Repeat the entries verbatim.
Segment Start: EXERCISE DATA
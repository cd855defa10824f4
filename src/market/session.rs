//! Chart view session: the current selection, its loaded series and the view window.
//!
//! Fetches run without holding the session. Each `begin_load` issues a
//! ticket; a result is applied only if its ticket is still the latest, so a
//! slow response for a previous symbol or period can never overwrite the
//! current one.

use std::ops::Range;
use std::sync::Arc;

use tokio::sync::Mutex;
use tracing::{debug, info};

use crate::chart::interaction::{ChartEvent, InteractionController, InteractionSettings};
use crate::chart::render::{CandleGlyph, PlotLayout, map_slice, price_for_y};
use crate::chart::view_window::{ViewWindow, WindowLimits};
use crate::error::{ChartError, ChartResult};
use crate::indicators::candle::Candle;
use crate::indicators::period::Period;
use crate::indicators::price_range::{PriceRange, RangePadding, compute_range_with};
use crate::market::cache::SeriesCache;
use crate::market::market_data::{PriceQuote, SeriesEntry, SeriesKey};
use crate::market::source::ChartSource;

#[derive(Debug, Clone)]
pub enum LoadStatus {
    Idle,
    Loading,
    Ready,
    /// Shown as a "failed to load" state with a manual retry.
    Failed(ChartError),
}

impl LoadStatus {
    pub fn is_loading(&self) -> bool {
        matches!(self, LoadStatus::Loading)
    }
}

/// Identifies one `begin_load` call.
#[derive(Debug, Clone, PartialEq, Eq)]
pub struct LoadTicket {
    pub key: SeriesKey,
    generation: u64,
}

/// Everything a renderer needs for one frame.
#[derive(Debug, Clone)]
pub struct RenderFrame {
    pub range: PriceRange,
    pub glyphs: Vec<CandleGlyph>,
    pub visible: Range<usize>,
    /// Price under the crosshair, when it is visible.
    pub crosshair_price: Option<f64>,
}

pub struct ChartSession {
    window: ViewWindow,
    controller: InteractionController,
    layout: PlotLayout,
    selection: Option<SeriesKey>,
    generation: u64,
    series: Option<Arc<SeriesEntry>>,
    current_price: Option<f64>,
    status: LoadStatus,
    include_ma: bool,
    view_padding: f64,
}

impl ChartSession {
    /// Creates a session drawing into the default 800×500 layout.
    pub fn new(limits: WindowLimits, settings: InteractionSettings) -> Self {
        let layout = PlotLayout::default();
        let mut controller = InteractionController::new(settings);
        controller.set_layout(&layout);
        Self {
            window: ViewWindow::new(0, Period::Daily, limits),
            controller,
            layout,
            selection: None,
            generation: 0,
            series: None,
            current_price: None,
            status: LoadStatus::Idle,
            include_ma: true,
            view_padding: 0.1,
        }
    }

    pub fn from_config(config: &crate::config::ChartConfig) -> Self {
        let mut session = Self::new(config.window_limits(), config.interaction());
        session.view_padding = config.view_range_padding;
        session
    }

    pub fn with_moving_averages_in_range(mut self, include_ma: bool) -> Self {
        self.include_ma = include_ma;
        self
    }

    pub fn window(&self) -> &ViewWindow {
        &self.window
    }

    pub fn controller(&self) -> &InteractionController {
        &self.controller
    }

    pub fn layout(&self) -> &PlotLayout {
        &self.layout
    }

    /// Changes the plot geometry; pointer handling follows it.
    pub fn set_layout(&mut self, layout: PlotLayout) {
        self.controller.set_layout(&layout);
        self.layout = layout;
    }

    pub fn selection(&self) -> Option<&SeriesKey> {
        self.selection.as_ref()
    }

    pub fn series(&self) -> Option<&Arc<SeriesEntry>> {
        self.series.as_ref()
    }

    pub fn status(&self) -> &LoadStatus {
        &self.status
    }

    /// Latest live price, falling back to the last close.
    pub fn current_price(&self) -> Option<f64> {
        self.current_price
            .or_else(|| self.series.as_ref().and_then(|s| s.last_close()))
    }

    /// Selects `(symbol, period)` and returns the ticket its result must carry.
    ///
    /// The previous series stays visible until the new one arrives.
    pub fn begin_load(&mut self, symbol: &str, period: Period) -> LoadTicket {
        let key = SeriesKey::new(symbol, period);
        self.generation += 1;
        if self.selection.as_ref().is_some_and(|k| k.symbol != key.symbol) {
            self.current_price = None;
        }
        self.selection = Some(key.clone());
        self.status = LoadStatus::Loading;
        debug!(key = %key, generation = self.generation, "load started");
        LoadTicket {
            key,
            generation: self.generation,
        }
    }

    /// Applies a load result. Returns false, leaving the session untouched,
    /// when a newer `begin_load` superseded `ticket`.
    pub fn complete(&mut self, ticket: &LoadTicket, result: ChartResult<Arc<SeriesEntry>>) -> bool {
        if ticket.generation != self.generation {
            debug!(
                key = %ticket.key,
                generation = ticket.generation,
                current = self.generation,
                "discarding superseded load result"
            );
            return false;
        }

        match result {
            Ok(entry) => {
                self.window.set_period(ticket.key.period, entry.len());
                info!(key = %ticket.key, candles = entry.len(), "series applied");
                self.series = Some(entry);
                self.status = LoadStatus::Ready;
            }
            Err(err) => {
                self.status = LoadStatus::Failed(err);
            }
        }
        true
    }

    /// Applies a polled price if it belongs to the selected symbol.
    pub fn apply_quote(&mut self, quote: &PriceQuote) -> bool {
        let matches = self
            .selection
            .as_ref()
            .is_some_and(|key| key.symbol == quote.symbol);
        if !matches {
            return false;
        }
        self.current_price = Some(quote.price);
        if let Some(series) = self.series.as_ref().filter(|s| s.key.symbol == quote.symbol) {
            let updated = series.with_live_price(quote.price);
            self.series = Some(Arc::new(updated));
        }
        true
    }

    /// Routes an input event to the view window.
    pub fn handle_event(&mut self, event: ChartEvent) -> bool {
        self.controller.handle(&mut self.window, event)
    }

    pub fn visible_candles(&self) -> &[Candle] {
        match &self.series {
            Some(series) => self.window.visible_slice(&series.candles),
            None => &[],
        }
    }

    /// Padded price scale of the visible slice.
    pub fn visible_range(&self) -> PriceRange {
        compute_range_with(
            self.visible_candles(),
            self.include_ma,
            RangePadding::SpanFraction(self.view_padding),
        )
    }

    /// Maps the visible slice into the session's layout.
    pub fn render_frame(&self) -> RenderFrame {
        let layout = &self.layout;
        let range = self.visible_range();
        let crosshair = self.window.crosshair();
        RenderFrame {
            range,
            glyphs: map_slice(self.visible_candles(), &range, layout),
            visible: self.window.visible_range(),
            crosshair_price: crosshair
                .visible
                .then(|| price_for_y(crosshair.y + layout.top, &range, layout)),
        }
    }
}

/// Loads `(symbol, period)` into a shared session.
///
/// The session lock is released while the fetch runs, so input handling
/// stays responsive. Returns whether the result was applied.
pub async fn load_into<S: ChartSource>(
    session: &Mutex<ChartSession>,
    cache: &SeriesCache<S>,
    symbol: &str,
    period: Period,
) -> bool {
    let ticket = session.lock().await.begin_load(symbol, period);
    let result = cache.load_key(ticket.key.clone()).await;
    session.lock().await.complete(&ticket, result)
}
Segment End: EXERCISE DATA
**OUTPUT FOR THIS EXERCISE:**
repository cd855defa10824f4
filename src/market/session.rs
//! Chart view session: the current selection, its loaded series and the view window.
//!
//! Fetches run without holding the session. Each `begin_load` issues a
//! ticket; a result is applied only if its ticket is still the latest, so a
//! slow response for a previous symbol or period can never overwrite the
//! current one.

use std::ops::Range;
use std::sync::Arc;

use tokio::sync::Mutex;
use tracing::{debug, info};

use crate::chart::interaction::{ChartEvent, InteractionController, InteractionSettings};
use crate::chart::render::{CandleGlyph, PlotLayout, map_slice, price_for_y};
use crate::chart::view_window::{ViewWindow, WindowLimits};
use crate::error::{ChartError, ChartResult};
use crate::indicators::candle::Candle;
use crate::indicators::period::Period;
use crate::indicators::price_range::{PriceRange, RangePadding, compute_range_with};
use crate::market::cache::SeriesCache;
use crate::market::market_data::{PriceQuote, SeriesEntry, SeriesKey};
use crate::market::source::ChartSource;

#[derive(Debug, Clone)]
pub enum LoadStatus {
    Idle,
    Loading,
    Ready,
    /// Shown as a "failed to load" state with a manual retry.
    Failed(ChartError),
}

impl LoadStatus {
    pub fn is_loading(&self) -> bool {
        matches!(self, LoadStatus::Loading)
    }
}

/// Identifies one `begin_load` call.
#[derive(Debug, Clone, PartialEq, Eq)]
pub struct LoadTicket {
    pub key: SeriesKey,
    generation: u64,
}

/// Everything a renderer needs for one frame.
#[derive(Debug, Clone)]
pub struct RenderFrame {
    pub range: PriceRange,
    pub glyphs: Vec<CandleGlyph>,
    pub visible: Range<usize>,
    /// Price under the crosshair, when it is visible.
    pub crosshair_price: Option<f64>,
}

pub struct ChartSession {
    window: ViewWindow,
    controller: InteractionController,
    layout: PlotLayout,
    selection: Option<SeriesKey>,
    generation: u64,
    series: Option<Arc<SeriesEntry>>,
    current_price: Option<f64>,
    status: LoadStatus,
    include_ma: bool,
    view_padding: f64,
}

impl ChartSession {
    /// Creates a session drawing into the default 800×500 layout.
    pub fn new(limits: WindowLimits, settings: InteractionSettings) -> Self {
        let layout = PlotLayout::default();
        let mut controller = InteractionController::new(settings);
        controller.set_layout(&layout);
        Self {
            window: ViewWindow::new(0, Period::Daily, limits),
            controller,
            layout,
            selection: None,
            generation: 0,
            series: None,
            current_price: None,
            status: LoadStatus::Idle,
            include_ma: true,
            view_padding: 0.1,
        }
    }

    pub fn from_config(config: &crate::config::ChartConfig) -> Self {
        let mut session = Self::new(config.window_limits(), config.interaction());
        session.view_padding = config.view_range_padding;
        session
    }

    pub fn with_moving_averages_in_range(mut self, include_ma: bool) -> Self {
        self.include_ma = include_ma;
        self
    }

    pub fn window(&self) -> &ViewWindow {
        &self.window
    }

    pub fn controller(&self) -> &InteractionController {
        &self.controller
    }

    pub fn layout(&self) -> &PlotLayout {
        &self.layout
    }

    /// Changes the plot geometry; pointer handling follows it.
    pub fn set_layout(&mut self, layout: PlotLayout) {
        self.controller.set_layout(&layout);
        self.layout = layout;
    }

    pub fn selection(&self) -> Option<&SeriesKey> {
        self.selection.as_ref()
    }

    pub fn series(&self) -> Option<&Arc<SeriesEntry>> {
        self.series.as_ref()
    }

    pub fn status(&self) -> &LoadStatus {
        &self.status
    }

    /// Latest live price, falling back to the last close.
    pub fn current_price(&self) -> Option<f64> {
        self.current_price
            .or_else(|| self.series.as_ref().and_then(|s| s.last_close()))
    }

    /// Selects `(symbol, period)` and returns the ticket its result must carry.
    ///
    /// The previous series stays visible until the new one arrives.
    pub fn begin_load(&mut self, symbol: &str, period: Period) -> LoadTicket {
        let key = SeriesKey::new(symbol, period);
        self.generation += 1;
        if self.selection.as_ref().is_some_and(|k| k.symbol != key.symbol) {
            self.current_price = None;
        }
        self.selection = Some(key.clone());
        self.status = LoadStatus::Loading;
        debug!(key = %key, generation = self.generation, "load started");
        LoadTicket {
            key,
            generation: self.generation,
        }
    }

    /// Applies a load result. Returns false, leaving the session untouched,
    /// when a newer `begin_load` superseded `ticket`.
    pub fn complete(&mut self, ticket: &LoadTicket, result: ChartResult<Arc<SeriesEntry>>) -> bool {
        if ticket.generation != self.generation {
            debug!(
                key = %ticket.key,
                generation = ticket.generation,
                current = self.generation,
                "discarding superseded load result"
            );
            return false;
        }

        match result {
            Ok(entry) => {
                self.window.set_period(ticket.key.period, entry.len());
                info!(key = %ticket.key, candles = entry.len(), "series applied");
                self.series = Some(entry);
                self.status = LoadStatus::Ready;
            }
            Err(err) => {
                self.status = LoadStatus::Failed(err);
            }
        }
        true
    }

    /// Applies a polled price if it belongs to the selected symbol.
    pub fn apply_quote(&mut self, quote: &PriceQuote) -> bool {
        let matches = self
            .selection
            .as_ref()
            .is_some_and(|key| key.symbol == quote.symbol);
        if !matches {
            return false;
        }
        self.current_price = Some(quote.price);
        if let Some(series) = self.series.as_ref().filter(|s| s.key.symbol == quote.symbol) {
            let updated = series.with_live_price(quote.price);
            self.series = Some(Arc::new(updated));
        }
        true
    }

    /// Routes an input event to the view window.
    pub fn handle_event(&mut self, event: ChartEvent) -> bool {
        self.controller.handle(&mut self.window, event)
    }

    pub fn visible_candles(&self) -> &[Candle] {
        match &self.series {
            Some(series) => self.window.visible_slice(&series.candles),
            None => &[],
        }
    }

    /// Padded price scale of the visible slice.
    pub fn visible_range(&self) -> PriceRange {
        compute_range_with(
            self.visible_candles(),
            self.include_ma,
            RangePadding::SpanFraction(self.view_padding),
        )
    }

    /// Maps the visible slice into the session's layout.
    pub fn render_frame(&self) -> RenderFrame {
        let layout = &self.layout;
        let range = self.visible_range();
        let crosshair = self.window.crosshair();
        RenderFrame {
            range,
            glyphs: map_slice(self.visible_candles(), &range, layout),
            visible: self.window.visible_range(),
            crosshair_price: crosshair
                .visible
                .then(|| price_for_y(crosshair.y + layout.top, &range, layout)),
        }
    }
}

/// Loads `(symbol, period)` into a shared session.
///
/// The session lock is released while the fetch runs, so input handling
/// stays responsive. Returns whether the result was applied.
pub async fn load_into<S: ChartSource>(
    session: &Mutex<ChartSession>,
    cache: &SeriesCache<S>,
    symbol: &str,
    period: Period,
) -> bool {
    let ticket = session.lock().await.begin_load(symbol, period);
    let result = cache.load_key(ticket.key.clone()).await;
    session.lock().await.complete(&ticket, result)
}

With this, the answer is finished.